__WHAT YOU NEED TO DO__
Below are the records; count the lines in which "SwitchConnectivity" occurs and report only that number.

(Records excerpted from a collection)
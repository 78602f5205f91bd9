use std::net::IpAddr;

use netpilot_core::{
    Broadcast, DnsOverride, DnsSnapshot, FeatureUser, FmcStatus, LinkProperties, NetworkInfo,
    NetworkType, ProxyInfo, Snapshot, StartResult, StateId, StopResult, UidRule, Variant,
    WakelockStatus,
};
use serde::{Deserialize, Serialize};

use crate::{AuthzSummary, DaemonError};

#[derive(Debug, Clone, Copy, Serialize, Deserialize, PartialEq, Eq)]
#[serde(rename_all = "snake_case")]
pub enum FeatureFlag {
    UdsTimeouts,
    GroupBasedAuth,
    BroadcastHistory,
    KernelRoutes,
}

#[derive(Debug, Clone, Serialize, Deserialize)]
pub struct ClientHello {
    pub protocol_version: u32,
    pub client_name: String,
    pub client_version: String,
    pub supports: Vec<FeatureFlag>,
}

#[derive(Debug, Clone, Serialize, Deserialize)]
pub struct HelloAck {
    pub protocol_version: u32,
    pub daemon_version: String,
    pub features: Vec<FeatureFlag>,
    pub max_frame: u32,
    pub authz: AuthzSummary,
}

#[derive(Debug, Clone, Copy, Serialize, Deserialize, PartialEq, Eq)]
#[serde(rename_all = "snake_case")]
pub enum Endpoint {
    Health,
    Version,
    Status,
    SnapshotGet,
    ActiveNetworkInfoGet,
    NetworkInfoGet,
    AllNetworkInfoGet,
    ActiveLinkPropertiesGet,
    LinkPropertiesGet,
    ActiveNetworkMeteredGet,
    NetworkSupportedGet,
    NetworkPreferenceGet,
    NetworkPreferenceSet,
    FeatureStart,
    FeatureStop,
    FeatureUsersList,
    RouteToHostRequest,
    MobileDataGet,
    MobileDataSet,
    PolicyDataEnableSet,
    InetConditionReport,
    DataDependencySet,
    WakelockRequest,
    WakelockStatusGet,
    RadiosSet,
    RadioSet,
    GlobalProxyGet,
    GlobalProxySet,
    ProxyGet,
    UidRuleGet,
    UidRuleSet,
    FmcStart,
    FmcStop,
    FmcStatusGet,
    SwitchConnectivity,
    ReprioritizeDns,
    ProcessDied,
    DnsGet,
    DnsOverrideSet,
    DnsRestore,
    SettingsReload,
    BroadcastsRecent,
    KernelRoutesList,
    LoggingConfigGet,
    LoggingConfigSet,
}

#[derive(Debug, Clone, Serialize, Deserialize)]
pub struct RequestEnvelope {
    pub v: u32,
    pub request_id: u64,
    pub endpoint: Endpoint,
    pub body: RequestBody,
}

#[derive(Debug, Clone, Serialize, Deserialize)]
pub struct ResponseEnvelope {
    pub v: u32,
    pub request_id: u64,
    pub body: ResponseBody,
}

#[derive(Debug, Clone, Serialize, Deserialize)]
#[serde(tag = "type", content = "data")]
pub enum RequestBody {
    Health,
    Version,
    Status,
    SnapshotGet,
    ActiveNetworkInfoGet,
    NetworkInfoGet(NetworkTypeRequest),
    AllNetworkInfoGet,
    ActiveLinkPropertiesGet,
    LinkPropertiesGet(NetworkTypeRequest),
    ActiveNetworkMeteredGet,
    NetworkSupportedGet(NetworkTypeRequest),
    NetworkPreferenceGet,
    NetworkPreferenceSet(NetworkTypeRequest),
    FeatureStart(FeatureRequest),
    FeatureStop(FeatureRequest),
    FeatureUsersList,
    RouteToHostRequest(RouteToHostRequest),
    MobileDataGet,
    MobileDataSet(SetEnabledRequest),
    PolicyDataEnableSet(PolicyDataRequest),
    InetConditionReport(InetConditionRequest),
    DataDependencySet(DataDependencyRequest),
    WakelockRequest(WakelockRequest),
    WakelockStatusGet,
    RadiosSet(RadiosRequest),
    RadioSet(RadioRequest),
    GlobalProxyGet,
    GlobalProxySet(ProxySetRequest),
    ProxyGet,
    UidRuleGet(UidRuleRequest),
    UidRuleSet(UidRuleSetRequest),
    FmcStart,
    FmcStop,
    FmcStatusGet,
    SwitchConnectivity(NetworkTypeRequest),
    ReprioritizeDns(NetworkTypeRequest),
    ProcessDied(ProcessDiedRequest),
    DnsGet,
    DnsOverrideSet(DnsOverride),
    DnsRestore,
    SettingsReload,
    BroadcastsRecent(BroadcastsRequest),
    KernelRoutesList,
    LoggingConfigGet,
    LoggingConfigSet(LoggingConfigSetRequest),
}

#[derive(Debug, Clone, Serialize, Deserialize)]
#[serde(tag = "type", content = "data")]
pub enum ResponseBody {
    Ok(ResponseOk),
    Err(DaemonError),
    Event(DaemonEvent),
}

#[derive(Debug, Clone, Serialize, Deserialize)]
#[serde(tag = "type", content = "data")]
pub enum ResponseOk {
    Health(HealthResponse),
    Version(VersionResponse),
    Status(StatusResponse),
    Snapshot(Box<Snapshot>),
    NetworkInfo(NetworkInfoResponse),
    NetworkInfoList(NetworkInfoListResponse),
    LinkProperties(LinkPropertiesResponse),
    Bool(BoolResponse),
    Preference(PreferenceResponse),
    FeatureStarted(FeatureStartResponse),
    FeatureStopped(FeatureStopResponse),
    FeatureUsers(FeatureUsersResponse),
    Wakelock(WakelockStatus),
    Proxy(ProxyResponse),
    UidRule(UidRuleResponse),
    Fmc(FmcStatusResponse),
    Dns(DnsSnapshot),
    Broadcasts(BroadcastsResponse),
    KernelRoutes(KernelRoutesResponse),
    LoggingConfig(LoggingConfigResponse),
    Ack(AckResponse),
}

#[derive(Debug, Clone, Serialize, Deserialize)]
#[serde(tag = "type", content = "data")]
pub enum DaemonEvent {
    Broadcast(BroadcastRecord),
}

#[derive(Debug, Clone, Serialize, Deserialize)]
pub struct HealthResponse {
    pub ok: bool,
    pub uptime_ms: u64,
    pub message: String,
}

#[derive(Debug, Clone, Serialize, Deserialize)]
pub struct VersionResponse {
    pub daemon_version: String,
    pub protocol_version: u32,
}

#[derive(Debug, Clone, Serialize, Deserialize)]
pub struct StatusResponse {
    pub uptime_ms: u64,
    pub variant: Variant,
    pub state: StateId,
    pub active_default: Option<NetworkType>,
    pub network_preference: NetworkType,
    pub trackers: Vec<String>,
}

#[derive(Debug, Clone, Copy, Serialize, Deserialize)]
pub struct NetworkTypeRequest {
    pub network_type: NetworkType,
}

#[derive(Debug, Clone, Serialize, Deserialize)]
pub struct NetworkInfoResponse {
    pub info: Option<NetworkInfo>,
}

#[derive(Debug, Clone, Serialize, Deserialize)]
pub struct NetworkInfoListResponse {
    pub networks: Vec<NetworkInfo>,
}

#[derive(Debug, Clone, Serialize, Deserialize)]
pub struct LinkPropertiesResponse {
    pub link: Option<LinkProperties>,
}

#[derive(Debug, Clone, Copy, Serialize, Deserialize)]
pub struct BoolResponse {
    pub value: bool,
}

#[derive(Debug, Clone, Copy, Serialize, Deserialize)]
pub struct PreferenceResponse {
    pub network_type: NetworkType,
}

/// The caller's pid and uid come from the socket's peer credentials.
#[derive(Debug, Clone, Serialize, Deserialize)]
pub struct FeatureRequest {
    pub network_type: NetworkType,
    pub feature: String,
}

#[derive(Debug, Clone, Copy, Serialize, Deserialize)]
pub struct FeatureStartResponse {
    pub result: StartResult,
    pub code: i32,
}

#[derive(Debug, Clone, Copy, Serialize, Deserialize)]
pub struct FeatureStopResponse {
    pub result: StopResult,
}

#[derive(Debug, Clone, Serialize, Deserialize)]
pub struct FeatureUsersResponse {
    pub users: Vec<FeatureUser>,
}

#[derive(Debug, Clone, Copy, Serialize, Deserialize)]
pub struct RouteToHostRequest {
    pub network_type: NetworkType,
    pub address: IpAddr,
}

#[derive(Debug, Clone, Copy, Serialize, Deserialize)]
pub struct SetEnabledRequest {
    pub enabled: bool,
}

#[derive(Debug, Clone, Copy, Serialize, Deserialize)]
pub struct PolicyDataRequest {
    pub network_type: NetworkType,
    pub enabled: bool,
}

#[derive(Debug, Clone, Copy, Serialize, Deserialize)]
pub struct InetConditionRequest {
    pub network_type: NetworkType,
    pub percentage: u8,
}

#[derive(Debug, Clone, Copy, Serialize, Deserialize)]
pub struct DataDependencyRequest {
    pub network_type: NetworkType,
    pub met: bool,
}

#[derive(Debug, Clone, Serialize, Deserialize)]
pub struct WakelockRequest {
    pub for_what: String,
}

#[derive(Debug, Clone, Copy, Serialize, Deserialize)]
pub struct RadiosRequest {
    pub on: bool,
}

#[derive(Debug, Clone, Copy, Serialize, Deserialize)]
pub struct RadioRequest {
    pub network_type: NetworkType,
    pub on: bool,
}

#[derive(Debug, Clone, Serialize, Deserialize)]
pub struct ProxySetRequest {
    pub proxy: Option<ProxyInfo>,
}

#[derive(Debug, Clone, Serialize, Deserialize)]
pub struct ProxyResponse {
    pub proxy: Option<ProxyInfo>,
}

#[derive(Debug, Clone, Copy, Serialize, Deserialize)]
pub struct UidRuleRequest {
    pub uid: u32,
}

#[derive(Debug, Clone, Copy, Serialize, Deserialize)]
pub struct UidRuleSetRequest {
    pub uid: u32,
    pub rule: UidRule,
}

#[derive(Debug, Clone, Copy, Serialize, Deserialize)]
pub struct UidRuleResponse {
    pub uid: u32,
    pub rule: UidRule,
}

#[derive(Debug, Clone, Copy, Serialize, Deserialize)]
pub struct FmcStatusResponse {
    pub status: FmcStatus,
}

#[derive(Debug, Clone, Copy, Serialize, Deserialize)]
pub struct ProcessDiedRequest {
    pub pid: u32,
}

#[derive(Debug, Clone, Copy, Serialize, Deserialize)]
pub struct BroadcastsRequest {
    pub limit: usize,
}

#[derive(Debug, Clone, Serialize, Deserialize)]
pub struct BroadcastRecord {
    pub seq: u64,
    pub at_ms: u64,
    pub broadcast: Broadcast,
}

#[derive(Debug, Clone, Serialize, Deserialize)]
pub struct BroadcastsResponse {
    pub broadcasts: Vec<BroadcastRecord>,
}

#[derive(Debug, Clone, Serialize, Deserialize)]
pub struct KernelRoute {
    pub destination: Option<IpAddr>,
    pub prefix_len: u8,
    pub gateway: Option<IpAddr>,
    pub interface_index: Option<u32>,
    pub metric: Option<u32>,
    pub table: u32,
}

#[derive(Debug, Clone, Serialize, Deserialize)]
pub struct KernelRoutesResponse {
    pub routes: Vec<KernelRoute>,
}

#[derive(Debug, Clone, Serialize, Deserialize)]
pub struct LoggingConfigResponse {
    pub enabled: bool,
    pub level: String,
    pub keep_days: u64,
}

#[derive(Debug, Clone, Serialize, Deserialize)]
pub struct LoggingConfigSetRequest {
    pub enabled: bool,
    pub level: String,
}

#[derive(Debug, Clone, Serialize, Deserialize)]
pub struct AckResponse {
    pub message: String,
}

impl AckResponse {
    pub fn new(message: impl Into<String>) -> Self {
        Self {
            message: message.into(),
        }
    }
}

pub fn endpoint_for_body(body: &RequestBody) -> Endpoint {
    match body {
        RequestBody::Health => Endpoint::Health,
        RequestBody::Version => Endpoint::Version,
        RequestBody::Status => Endpoint::Status,
        RequestBody::SnapshotGet => Endpoint::SnapshotGet,
        RequestBody::ActiveNetworkInfoGet => Endpoint::ActiveNetworkInfoGet,
        RequestBody::NetworkInfoGet(_) => Endpoint::NetworkInfoGet,
        RequestBody::AllNetworkInfoGet => Endpoint::AllNetworkInfoGet,
        RequestBody::ActiveLinkPropertiesGet => Endpoint::ActiveLinkPropertiesGet,
        RequestBody::LinkPropertiesGet(_) => Endpoint::LinkPropertiesGet,
        RequestBody::ActiveNetworkMeteredGet => Endpoint::ActiveNetworkMeteredGet,
        RequestBody::NetworkSupportedGet(_) => Endpoint::NetworkSupportedGet,
        RequestBody::NetworkPreferenceGet => Endpoint::NetworkPreferenceGet,
        RequestBody::NetworkPreferenceSet(_) => Endpoint::NetworkPreferenceSet,
        RequestBody::FeatureStart(_) => Endpoint::FeatureStart,
        RequestBody::FeatureStop(_) => Endpoint::FeatureStop,
        RequestBody::FeatureUsersList => Endpoint::FeatureUsersList,
        RequestBody::RouteToHostRequest(_) => Endpoint::RouteToHostRequest,
        RequestBody::MobileDataGet => Endpoint::MobileDataGet,
        RequestBody::MobileDataSet(_) => Endpoint::MobileDataSet,
        RequestBody::PolicyDataEnableSet(_) => Endpoint::PolicyDataEnableSet,
        RequestBody::InetConditionReport(_) => Endpoint::InetConditionReport,
        RequestBody::DataDependencySet(_) => Endpoint::DataDependencySet,
        RequestBody::WakelockRequest(_) => Endpoint::WakelockRequest,
        RequestBody::WakelockStatusGet => Endpoint::WakelockStatusGet,
        RequestBody::RadiosSet(_) => Endpoint::RadiosSet,
        RequestBody::RadioSet(_) => Endpoint::RadioSet,
        RequestBody::GlobalProxyGet => Endpoint::GlobalProxyGet,
        RequestBody::GlobalProxySet(_) => Endpoint::GlobalProxySet,
        RequestBody::ProxyGet => Endpoint::ProxyGet,
        RequestBody::UidRuleGet(_) => Endpoint::UidRuleGet,
        RequestBody::UidRuleSet(_) => Endpoint::UidRuleSet,
        RequestBody::FmcStart => Endpoint::FmcStart,
        RequestBody::FmcStop => Endpoint::FmcStop,
        RequestBody::FmcStatusGet => Endpoint::FmcStatusGet,
        RequestBody::SwitchConnectivity(_) => Endpoint::SwitchConnectivity,
        RequestBody::ReprioritizeDns(_) => Endpoint::ReprioritizeDns,
        RequestBody::ProcessDied(_) => Endpoint::ProcessDied,
        RequestBody::DnsGet => Endpoint::DnsGet,
        RequestBody::DnsOverrideSet(_) => Endpoint::DnsOverrideSet,
        RequestBody::DnsRestore => Endpoint::DnsRestore,
        RequestBody::SettingsReload => Endpoint::SettingsReload,
        RequestBody::BroadcastsRecent(_) => Endpoint::BroadcastsRecent,
        RequestBody::KernelRoutesList => Endpoint::KernelRoutesList,
        RequestBody::LoggingConfigGet => Endpoint::LoggingConfigGet,
        RequestBody::LoggingConfigSet(_) => Endpoint::LoggingConfigSet,
    }
}

#[cfg(test)]
mod tests {
    use super::*;

    #[test]
    fn request_body_is_tagged() {
        let body = RequestBody::NetworkPreferenceSet(NetworkTypeRequest {
            network_type: NetworkType::WIFI,
        });
        let json = serde_json::to_value(&body).unwrap();
        assert_eq!(json["type"], "NetworkPreferenceSet");
        assert_eq!(json["data"]["network_type"], 1);
        assert_eq!(endpoint_for_body(&body), Endpoint::NetworkPreferenceSet);
    }

    #[test]
    fn unit_bodies_decode_without_data() {
        let body: RequestBody = serde_json::from_str(r#"{"type":"FmcStart"}"#).unwrap();
        assert_eq!(endpoint_for_body(&body), Endpoint::FmcStart);
    }

    #[test]
    fn endpoint_names_are_snake_case() {
        let json = serde_json::to_value(Endpoint::RouteToHostRequest).unwrap();
        assert_eq!(json, "route_to_host_request");
    }
}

__ANSWER TO THE EXERCISE__
3